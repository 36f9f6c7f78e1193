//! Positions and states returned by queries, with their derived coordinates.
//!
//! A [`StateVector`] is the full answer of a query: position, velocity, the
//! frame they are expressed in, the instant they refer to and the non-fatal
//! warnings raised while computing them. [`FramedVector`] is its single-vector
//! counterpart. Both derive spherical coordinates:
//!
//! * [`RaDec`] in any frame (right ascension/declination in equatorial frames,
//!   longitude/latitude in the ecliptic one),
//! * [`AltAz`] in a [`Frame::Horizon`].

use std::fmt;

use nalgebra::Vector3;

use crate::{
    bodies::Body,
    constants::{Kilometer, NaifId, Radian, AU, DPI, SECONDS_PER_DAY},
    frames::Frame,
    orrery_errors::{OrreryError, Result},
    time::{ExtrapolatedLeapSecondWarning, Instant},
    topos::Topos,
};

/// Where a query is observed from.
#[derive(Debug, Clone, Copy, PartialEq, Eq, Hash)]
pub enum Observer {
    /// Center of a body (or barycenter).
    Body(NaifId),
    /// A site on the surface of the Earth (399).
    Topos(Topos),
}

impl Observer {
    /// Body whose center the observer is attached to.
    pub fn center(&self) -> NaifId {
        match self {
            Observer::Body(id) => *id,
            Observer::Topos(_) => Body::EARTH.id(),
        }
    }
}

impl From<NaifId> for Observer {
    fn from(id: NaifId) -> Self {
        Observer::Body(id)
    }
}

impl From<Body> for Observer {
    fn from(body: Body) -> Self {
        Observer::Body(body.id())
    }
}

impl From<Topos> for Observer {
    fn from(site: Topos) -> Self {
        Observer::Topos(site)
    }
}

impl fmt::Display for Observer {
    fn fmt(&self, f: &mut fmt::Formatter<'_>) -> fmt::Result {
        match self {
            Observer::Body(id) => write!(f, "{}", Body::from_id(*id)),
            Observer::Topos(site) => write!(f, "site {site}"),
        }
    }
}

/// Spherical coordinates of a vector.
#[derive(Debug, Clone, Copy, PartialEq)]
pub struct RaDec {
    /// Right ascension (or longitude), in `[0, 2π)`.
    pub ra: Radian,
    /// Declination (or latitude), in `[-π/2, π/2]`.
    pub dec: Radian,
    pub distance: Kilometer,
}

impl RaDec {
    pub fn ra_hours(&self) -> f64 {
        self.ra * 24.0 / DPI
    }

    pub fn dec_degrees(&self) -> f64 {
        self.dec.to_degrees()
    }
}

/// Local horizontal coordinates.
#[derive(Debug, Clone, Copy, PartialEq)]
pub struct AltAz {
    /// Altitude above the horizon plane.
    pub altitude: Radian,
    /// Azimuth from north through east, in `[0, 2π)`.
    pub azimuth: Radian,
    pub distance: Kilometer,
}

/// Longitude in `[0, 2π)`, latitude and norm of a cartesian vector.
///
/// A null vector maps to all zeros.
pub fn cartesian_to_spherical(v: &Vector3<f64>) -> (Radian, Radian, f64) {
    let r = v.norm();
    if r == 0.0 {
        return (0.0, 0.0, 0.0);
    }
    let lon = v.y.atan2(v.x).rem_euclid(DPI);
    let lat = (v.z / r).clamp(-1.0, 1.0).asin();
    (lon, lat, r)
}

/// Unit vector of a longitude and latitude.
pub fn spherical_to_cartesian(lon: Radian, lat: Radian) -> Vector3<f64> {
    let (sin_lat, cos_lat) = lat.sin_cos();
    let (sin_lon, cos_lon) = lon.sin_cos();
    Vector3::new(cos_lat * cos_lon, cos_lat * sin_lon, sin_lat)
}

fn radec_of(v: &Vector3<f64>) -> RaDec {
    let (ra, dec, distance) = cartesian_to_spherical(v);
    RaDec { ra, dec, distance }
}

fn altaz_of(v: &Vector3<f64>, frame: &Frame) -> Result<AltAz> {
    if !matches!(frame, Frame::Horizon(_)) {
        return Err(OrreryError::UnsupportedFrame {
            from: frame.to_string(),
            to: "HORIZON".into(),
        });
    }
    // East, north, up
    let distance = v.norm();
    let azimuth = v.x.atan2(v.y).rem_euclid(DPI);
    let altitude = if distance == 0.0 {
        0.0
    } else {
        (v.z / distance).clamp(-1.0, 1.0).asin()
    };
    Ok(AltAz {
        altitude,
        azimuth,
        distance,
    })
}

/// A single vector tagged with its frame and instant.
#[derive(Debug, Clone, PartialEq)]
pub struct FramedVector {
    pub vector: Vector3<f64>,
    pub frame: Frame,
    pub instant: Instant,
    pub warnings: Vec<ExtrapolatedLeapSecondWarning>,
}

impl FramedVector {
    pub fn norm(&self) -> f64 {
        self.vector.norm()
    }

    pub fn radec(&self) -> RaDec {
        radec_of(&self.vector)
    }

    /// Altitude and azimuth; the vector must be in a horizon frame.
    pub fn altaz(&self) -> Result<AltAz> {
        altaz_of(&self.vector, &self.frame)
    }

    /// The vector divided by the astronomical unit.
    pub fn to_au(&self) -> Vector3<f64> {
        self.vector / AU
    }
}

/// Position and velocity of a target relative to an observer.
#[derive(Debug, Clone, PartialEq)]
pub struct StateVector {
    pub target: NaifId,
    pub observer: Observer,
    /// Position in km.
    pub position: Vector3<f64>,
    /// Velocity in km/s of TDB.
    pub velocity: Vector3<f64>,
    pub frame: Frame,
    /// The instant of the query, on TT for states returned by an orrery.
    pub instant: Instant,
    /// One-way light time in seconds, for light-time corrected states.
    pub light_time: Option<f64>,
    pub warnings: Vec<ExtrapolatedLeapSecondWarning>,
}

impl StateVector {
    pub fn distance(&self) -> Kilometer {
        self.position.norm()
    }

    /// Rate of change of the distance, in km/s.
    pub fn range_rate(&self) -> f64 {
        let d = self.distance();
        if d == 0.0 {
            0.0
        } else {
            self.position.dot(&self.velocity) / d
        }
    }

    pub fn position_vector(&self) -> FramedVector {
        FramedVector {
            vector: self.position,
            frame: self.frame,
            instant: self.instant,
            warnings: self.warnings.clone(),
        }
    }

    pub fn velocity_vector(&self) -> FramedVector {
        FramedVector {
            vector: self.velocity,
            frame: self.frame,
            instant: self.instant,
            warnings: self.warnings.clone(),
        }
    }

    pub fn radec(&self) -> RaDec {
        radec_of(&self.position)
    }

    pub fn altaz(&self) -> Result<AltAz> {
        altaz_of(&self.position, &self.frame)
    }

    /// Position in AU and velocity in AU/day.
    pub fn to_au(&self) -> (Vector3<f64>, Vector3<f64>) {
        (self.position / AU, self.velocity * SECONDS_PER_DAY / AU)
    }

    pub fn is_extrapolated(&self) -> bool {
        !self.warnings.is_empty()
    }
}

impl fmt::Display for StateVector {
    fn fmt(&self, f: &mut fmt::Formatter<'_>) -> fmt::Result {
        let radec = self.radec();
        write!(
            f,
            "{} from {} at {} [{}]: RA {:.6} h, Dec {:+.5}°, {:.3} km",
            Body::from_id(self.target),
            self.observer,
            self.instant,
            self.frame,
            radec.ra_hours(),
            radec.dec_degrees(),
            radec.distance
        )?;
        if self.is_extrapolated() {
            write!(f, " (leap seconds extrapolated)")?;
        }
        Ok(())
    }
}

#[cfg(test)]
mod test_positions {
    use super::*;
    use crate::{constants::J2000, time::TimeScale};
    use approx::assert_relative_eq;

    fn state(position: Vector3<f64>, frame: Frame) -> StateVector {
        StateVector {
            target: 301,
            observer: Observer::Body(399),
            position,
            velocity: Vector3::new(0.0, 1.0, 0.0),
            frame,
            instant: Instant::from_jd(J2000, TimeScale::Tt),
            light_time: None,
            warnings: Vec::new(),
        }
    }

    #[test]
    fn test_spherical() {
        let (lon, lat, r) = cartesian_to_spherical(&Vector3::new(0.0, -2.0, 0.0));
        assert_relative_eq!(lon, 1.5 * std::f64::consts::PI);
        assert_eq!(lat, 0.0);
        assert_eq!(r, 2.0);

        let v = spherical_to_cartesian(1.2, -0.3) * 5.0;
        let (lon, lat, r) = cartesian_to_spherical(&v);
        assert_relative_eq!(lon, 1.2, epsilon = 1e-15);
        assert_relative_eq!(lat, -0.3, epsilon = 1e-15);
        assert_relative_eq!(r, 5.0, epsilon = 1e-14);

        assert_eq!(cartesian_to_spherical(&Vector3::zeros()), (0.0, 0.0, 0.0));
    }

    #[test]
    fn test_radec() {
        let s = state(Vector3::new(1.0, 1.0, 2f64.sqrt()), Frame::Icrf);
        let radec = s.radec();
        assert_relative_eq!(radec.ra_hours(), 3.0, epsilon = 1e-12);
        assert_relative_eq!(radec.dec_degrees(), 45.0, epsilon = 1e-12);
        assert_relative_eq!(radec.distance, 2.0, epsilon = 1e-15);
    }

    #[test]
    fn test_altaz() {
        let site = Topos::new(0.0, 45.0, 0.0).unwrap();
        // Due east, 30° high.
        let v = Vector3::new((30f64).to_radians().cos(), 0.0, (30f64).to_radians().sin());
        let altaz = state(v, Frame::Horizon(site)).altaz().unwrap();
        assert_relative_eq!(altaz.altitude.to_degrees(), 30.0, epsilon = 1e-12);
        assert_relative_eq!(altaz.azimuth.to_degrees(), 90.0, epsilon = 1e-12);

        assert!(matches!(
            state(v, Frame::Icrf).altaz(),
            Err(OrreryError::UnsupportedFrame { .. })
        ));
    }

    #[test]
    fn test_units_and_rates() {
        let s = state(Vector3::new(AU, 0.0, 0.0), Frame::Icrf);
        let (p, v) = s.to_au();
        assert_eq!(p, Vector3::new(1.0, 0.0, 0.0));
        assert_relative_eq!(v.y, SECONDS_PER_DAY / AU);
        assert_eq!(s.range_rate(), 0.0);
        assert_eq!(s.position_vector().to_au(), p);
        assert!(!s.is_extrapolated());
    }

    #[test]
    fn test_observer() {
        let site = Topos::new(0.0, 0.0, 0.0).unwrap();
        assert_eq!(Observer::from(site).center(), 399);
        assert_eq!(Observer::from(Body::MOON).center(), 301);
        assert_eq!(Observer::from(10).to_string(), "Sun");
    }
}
==========
=== What is expected ===
Given the records above, reproduce precisely and only the lines between the line holding "Azimuth from north" and the line holding "longitude and latitude.", inclusive.

=== Answer box ===
    /// Azimuth from north through east, in `[0, 2π)`.
    pub azimuth: Radian,
    pub distance: Kilometer,
}

/// Longitude in `[0, 2π)`, latitude and norm of a cartesian vector.
///
/// A null vector maps to all zeros.
pub fn cartesian_to_spherical(v: &Vector3<f64>) -> (Radian, Radian, f64) {
    let r = v.norm();
    if r == 0.0 {
        return (0.0, 0.0, 0.0);
    }
    let lon = v.y.atan2(v.x).rem_euclid(DPI);
    let lat = (v.z / r).clamp(-1.0, 1.0).asin();
    (lon, lat, r)
}

/// Unit vector of a longitude and latitude.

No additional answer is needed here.